A l’occasion de la sortie son premier album Tunnel Vision, on a pu échanger avec Slimka. Créativité, Suisse, featurings : bienvenue dans son monde audacieux.
Dans les tuyaux depuis plus de deux ans, on y est. Le premier album de Slimka, Tunnel Vision, a vu le jour. Couvert d’une esthétique très léchée, le projet est un réel voyage, une plongée dans l’univers musical d’un artiste aussi original dans sa proposition que déterminé et précis dans la vision artistique qui l’a poussée à construire cet album. Venu «mettre Genève sur la carte», le membre de Xtrmboyz se pose en fier représentant de la scène suisse. Annonçant la couleur dès l’introduction, on branche ses écouteurs comme on attache sa ceinture pour pénétrer un parc d’attraction, avant de découvrir la richesse et la fantaisie d’un monde sans limites.
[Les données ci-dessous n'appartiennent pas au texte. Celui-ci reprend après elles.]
// Copyright (C) 2026 Fred Clausen
// Use of this source code is governed by an MIT-style
// license that can be found in the LICENSE file or at
// https://opensource.org/licenses/MIT.

//! Company hours-ledger query operations.

use crate::data_models::{CompanyHoursRow, HoursTransactionRow};
use crate::diesel_schema::{company_hours, hours_transactions};
use crate::error::PersistenceError;
use diesel::prelude::*;
use roombook_domain::{CompanyHours, HoursTransaction, TransactionKind};

/// Fetch a company's hours allotment by company name.
pub fn get_company_hours(
    conn: &mut SqliteConnection,
    company: &str,
) -> Result<Option<CompanyHours>, PersistenceError> {
    let row: Option<CompanyHoursRow> = company_hours::table
        .filter(company_hours::company.eq(company))
        .first::<CompanyHoursRow>(conn)
        .optional()
        .map_err(|e| PersistenceError::QueryFailed(format!("get_company_hours: {e}")))?;
    Ok(row.map(CompanyHoursRow::into_domain))
}

/// Fetch a ledger's transactions in chronological order.
pub fn transactions_for_ledger(
    conn: &mut SqliteConnection,
    company_hours_id: i64,
) -> Result<Vec<HoursTransaction>, PersistenceError> {
    let rows: Vec<HoursTransactionRow> = hours_transactions::table
        .filter(hours_transactions::company_hours_id.eq(company_hours_id))
        .order(hours_transactions::transaction_id.asc())
        .load::<HoursTransactionRow>(conn)
        .map_err(|e| PersistenceError::QueryFailed(format!("transactions_for_ledger: {e}")))?;
    rows.into_iter()
        .map(HoursTransactionRow::into_domain)
        .collect()
}

/// Find the `use` transaction recorded for a booking, if any.
///
/// Returns `None` when the booking never debited hours or has already been
/// refunded.
pub fn unrefunded_use_for_booking(
    conn: &mut SqliteConnection,
    booking_id: i64,
) -> Result<Option<HoursTransaction>, PersistenceError> {
    let rows: Vec<HoursTransactionRow> = hours_transactions::table
        .filter(hours_transactions::booking_id.eq(booking_id))
        .load::<HoursTransactionRow>(conn)
        .map_err(|e| PersistenceError::QueryFailed(format!("unrefunded_use_for_booking: {e}")))?;

    let mut use_transaction: Option<HoursTransaction> = None;
    let mut refunded: bool = false;
    for row in rows {
        let transaction: HoursTransaction = row.into_domain()?;
        match transaction.kind {
            TransactionKind::Use => use_transaction = Some(transaction),
            TransactionKind::Refund => refunded = true,
            TransactionKind::Add => {}
        }
    }

    if refunded {
        return Ok(None);
    }
    Ok(use_transaction)
}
Tunnel Vision, deux ans après
«Ce nom, je l’ai en tête depuis deux ans. Depuis que j’ai fait le morceau Tunnel Vision». Annoncé pour 2020, cet album a finalement été repoussé à cause de la crise sanitaire. Un mal pour un bien finalement. Slimka a profité de cette période de battement pour se replonger pleinement dans ses morceaux, les retravailler. Il en a profité pour offrir l’EP Tunnel Vision Prélude en guise d’amuse bouche pour sa fan-base. «Avec le début du confinement, je me suis enfermé au studio et en un mois, j’ai fait tous les morceaux du prélude. C’était important de prendre mon temps, je voulais faire les choses bien pour le premier album».
Une volonté de ne pas se précipiter pour cette étape symbolique du premier album et s’assurer une sortie dans de bonnes conditions. «Le premier album, tu peux pas le balancer comme ça si tu sais que tu pourras pas le défendre comme tu l’avais prévu. Et c’est là où le prélude m’a beaucoup servi, et m’a permis de bien préparer mon album, d’améliorer mes skills et de me faire de nouvelles connexions. J’ai fait pleins de séminaires, de passages à Paris. J’ai pu connecter avec Jok’air et Captaine Roshi. Donc finalement ça m’a permis de proposer un rendu plus abouti».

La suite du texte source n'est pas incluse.